A Court of Wings and Ruin by Sarah J. Maas (ACOTAR #3) Book Review

Tuesday, 9 February 2021




Title: A Court of Wings and Ruin
Author: Sarah J. Maas
Pages: 705
Publisher: Bloomsbury
Publication date: May 2nd 2017
Genre: fiction

About the book
Feyre will bring vengeance.

She has left the Night Court - and her High Lord - and is playing a deadly game of deceit. In the Spring Court, Tamlin is making deals with the invading king threatening to bring Prythian to its knees, and Feyre is determined to uncover his plans. But to do so she must weave a web of lies, and one slip may spell doom not only for Feyre, but for her world as well.

As mighty armies grapple for power, Feyre must decide who to trust amongst the dazzling and lethal High Lords - and hunt for allies in unexpected places.

But while war rages, it is her heart that will face the greatest battle.

Review (Spoilers for books one & two!)
If you've read my other reviews on books one and two in the ACOTAR series, you'll know that I have instantly become immersed in the world of Prythian and it's kinda taken over my life (dramatic, but true) and A Court of Mist and Fury (book #2) especially, became one of my all time favourite books and I knew, just knew, that nothing could top that in this series for me. So whilst I still loved A Court of Wings and Ruin, it didn't quite top ACOMAF, but it was still very, very good, nonetheless.

The thing that stood out for me the most in this book was the complexity of the plot and how Maas created a story that is both engaging and highly entertaining with twists and turns along the way. I stopped trying to guess what would happen throughout this book as Maas has a tendency to completely rip away all expectations and assumptions and instead throws in unpredictable plot twists that completely flips the story on it's head, in the most wonderful way.

The majority of this book focuses on the build up towards the final battle against Hybern and the preparations the Night Court, along with all the other courts, are undertaking to ready for the war. Let me be clear, this is a very war heavy story, which is something we have been anticipating throughout the series, especially in the second book, and A Court of Wings and Ruin completely exceeded all my expectations. The TENSION, my god. I loved the dialogue and the interaction between all the Courts and their High Lords. Each High Lord brought something different to the table in terms of personality and temperament which made it very easy to differentiate between them all, which is something I feared I would struggle with but it wasn't an issue whatsoever.

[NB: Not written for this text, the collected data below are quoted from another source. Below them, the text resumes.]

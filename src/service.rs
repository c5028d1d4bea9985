use std::{sync::Arc, time::Duration};

use chrono::TimeDelta;
use tokio::{sync::mpsc, task::JoinHandle, time};
use tokio_util::sync::CancellationToken;

use crate::{
    clock::Clock,
    model::{AlarmEventId, AlarmSetId, Configuration},
    playback::{PlaybackReport, PlaybackSequencer},
    scheduling::{
        DEFAULT_HORIZON, Occurrence, OccurrenceKey, OccurrenceScheduler, Poller,
        SchedulingStrategy, WakeupService,
    },
    storage::{ConfigurationStore, load_configuration},
};

const STOP_TIMEOUT: Duration = Duration::from_secs(5);

/// Where firings come from.
pub enum Wakeups {
    /// Tick the scheduler every `interval`.
    Polling { interval: Duration },
    /// Exact wake-ups; `fired` receives the key of every registration that
    /// came due.
    Callback {
        service: Arc<dyn WakeupService>,
        fired: mpsc::Receiver<OccurrenceKey>,
    },
}

#[derive(Debug, Clone)]
pub struct ServiceOptions {
    pub horizon: TimeDelta,
    pub refresh_interval: Duration,
}

impl Default for ServiceOptions {
    fn default() -> Self {
        Self {
            horizon: DEFAULT_HORIZON,
            refresh_interval: Duration::from_secs(3600),
        }
    }
}

struct FireListener {
    task_handle: JoinHandle<()>,
    cancellation_token: CancellationToken,
}

impl FireListener {
    fn start(scheduler: Arc<OccurrenceScheduler>, mut fired: mpsc::Receiver<OccurrenceKey>) -> Self {
        let cancellation_token = CancellationToken::new();
        let task_cancellation_token = cancellation_token.child_token();

        let task_handle = tokio::spawn(async move {
            loop {
                tokio::select! {
                    _ = task_cancellation_token.cancelled() => break,
                    key = fired.recv() => match key {
                        Some(key) => {
                            scheduler.on_fire(key).await;
                        }
                        None => {
                            log::warn!("[FIRE] Wake-up channel closed, no more alarms will fire");
                            break;
                        }
                    },
                }
            }
        });

        Self {
            task_handle,
            cancellation_token,
        }
    }

    async fn stop(self, timeout: Duration) {
        self.cancellation_token.cancel();
        let _ = time::timeout(timeout, self.task_handle).await;
    }
}

/// The running alarm clock: stored configuration, scheduler and the loops
/// feeding it.
pub struct AlarmClock {
    store: Arc<dyn ConfigurationStore>,
    scheduler: Arc<OccurrenceScheduler>,
    horizon: TimeDelta,
    pollers: Vec<Poller>,
    fire_listener: Option<FireListener>,
}

impl AlarmClock {
    pub async fn start(
        store: Arc<dyn ConfigurationStore>,
        wakeups: Wakeups,
        sequencer: Arc<PlaybackSequencer>,
        clock: Arc<dyn Clock>,
        options: ServiceOptions,
    ) -> Self {
        let configuration = load_configuration(store.as_ref()).await;

        let (strategy, poll_interval, fired) = match wakeups {
            Wakeups::Polling { interval } => (SchedulingStrategy::Polling, Some(interval), None),
            Wakeups::Callback { service, fired } => {
                (SchedulingStrategy::Callback(service), None, Some(fired))
            }
        };
        log::info!("Starting alarm clock with {} scheduling", strategy.name());

        let scheduler = Arc::new(OccurrenceScheduler::new(
            configuration,
            strategy,
            sequencer,
            clock,
            options.horizon,
        ));
        scheduler.schedule_all().await;

        let mut pollers = Vec::new();
        let refreshed = scheduler.clone();
        pollers.push(Poller::start("refresh", options.refresh_interval, move || {
            let scheduler = refreshed.clone();
            async move { scheduler.refresh().await }
        }));
        if let Some(interval) = poll_interval {
            let polled = scheduler.clone();
            pollers.push(Poller::start("alarm", interval, move || {
                let scheduler = polled.clone();
                async move {
                    scheduler.poll_tick().await;
                }
            }));
        }
        let fire_listener = fired.map(|fired| FireListener::start(scheduler.clone(), fired));

        Self {
            store,
            scheduler,
            horizon: options.horizon,
            pollers,
            fire_listener,
        }
    }

    pub fn scheduler(&self) -> &Arc<OccurrenceScheduler> {
        &self.scheduler
    }

    pub async fn configuration(&self) -> Configuration {
        self.scheduler.configuration().await
    }

    /// Stores `configuration` and reschedules everything against it. Nothing
    /// is rescheduled when storing fails.
    pub async fn update_configuration(&self, configuration: Configuration) -> anyhow::Result<()> {
        self.store.save(configuration.sets()).await?;
        self.scheduler.on_configuration_changed(configuration).await;
        Ok(())
    }

    pub async fn upcoming(&self) -> Vec<Occurrence> {
        self.scheduler.list_upcoming(self.horizon).await
    }

    pub async fn preview(&self, set_id: AlarmSetId, event_id: AlarmEventId) -> Option<PlaybackReport> {
        self.scheduler.preview(set_id, event_id).await
    }

    /// Stops all loops and removes every outstanding registration. Playbacks
    /// already running are left to finish.
    pub async fn shutdown(self) {
        for poller in self.pollers {
            poller.stop(STOP_TIMEOUT).await;
        }
        if let Some(listener) = self.fire_listener {
            listener.stop(STOP_TIMEOUT).await;
        }
        self.scheduler.cancel_all().await;
        log::info!("Alarm clock stopped");
    }
}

Having all seven High Lords present within this book really did open my eyes to the fictional world of Prythian and made me fall in love with it even more so than I already was - plus, there were a few High Lords I'd be very interested in reading more about in the future!

The actual battle scenes were great too and very well written and even heartbreaking at times. Maas proves time and time again what a wonderful writer she is and how diverse she can be. This portion of the book was fast-paced and full of drama, which is exactly what I expected and hoped for and I was not let down a single bit throughout these scenes. I also want to say, AMREN HOLY SH*T, you go girl.

The ONE thing I feel like was missing from this book, was the focus on Feyre and Rhysand and the general lack of anything relationship driven between the two of them. Yes, there are plenty of scenes with them together as High Lord and High Lady of the Night Court, but not in the same way that the previous books showed them. I feel like books #1 and #2 focused heavily on the romance aspect as much as they did the plot, but the #Feysand scenes were a bit lacklustre in ACOWAR and this was my main frustration with this book. Maybe it's because there was just so, so much going on in this book and given that it's just over 700 pages, that's a LOT of action. But I'd have happily have read another 50 or so pages if it meant we got a deeper insight into Feyre and Rhysand's relationship because goddamit they are just such a dynamic duo when they're together and they bounce off each other so well, which makes me a little bit sad that we didn't get as much of that as I would have liked. Or maybe it's because Feyre and Rhysand are together now, that tension and that build up wasn't considered necessary, but heaven only knows I missed it when reading this book and is ultimately why I didn't enjoy this book as much as the others.

One thing that really shocked me throughout this book - in a good way - was how much I now like Nesta. I mentioned in one of my previous reviews how much she irritated me, and if I think back to the first book, she still does to some extent, but she's changed and matured but still has that unreadable, no-nonsense-says-it-how-it-is attitude that is very much Nesta. Not only that, but she now has new, unidentified powers which makes me SO exited for A Court of Silver Flames that's due out next month. Whilst Feyre is completely immersed in her new role and new life as High Lady, Nesta is stuck in a battle of wanting to protect Elain, but also fighting an inner urge within herself and you can see the beginnings of said internal battles play out throughout this book.

This is the first book in this series that I've had a little moan about, but I don't want to take away from the fact that this is still a very, very good book. Would I read it again? Absolutely. I've seen a lot of people moan about the lack of deaths in this series and this book especially, but that doesn't bother me. I loved this installment, perhaps not as much as the others, but I still very much enjoyed it and I'm excited to see what comes next for these characters.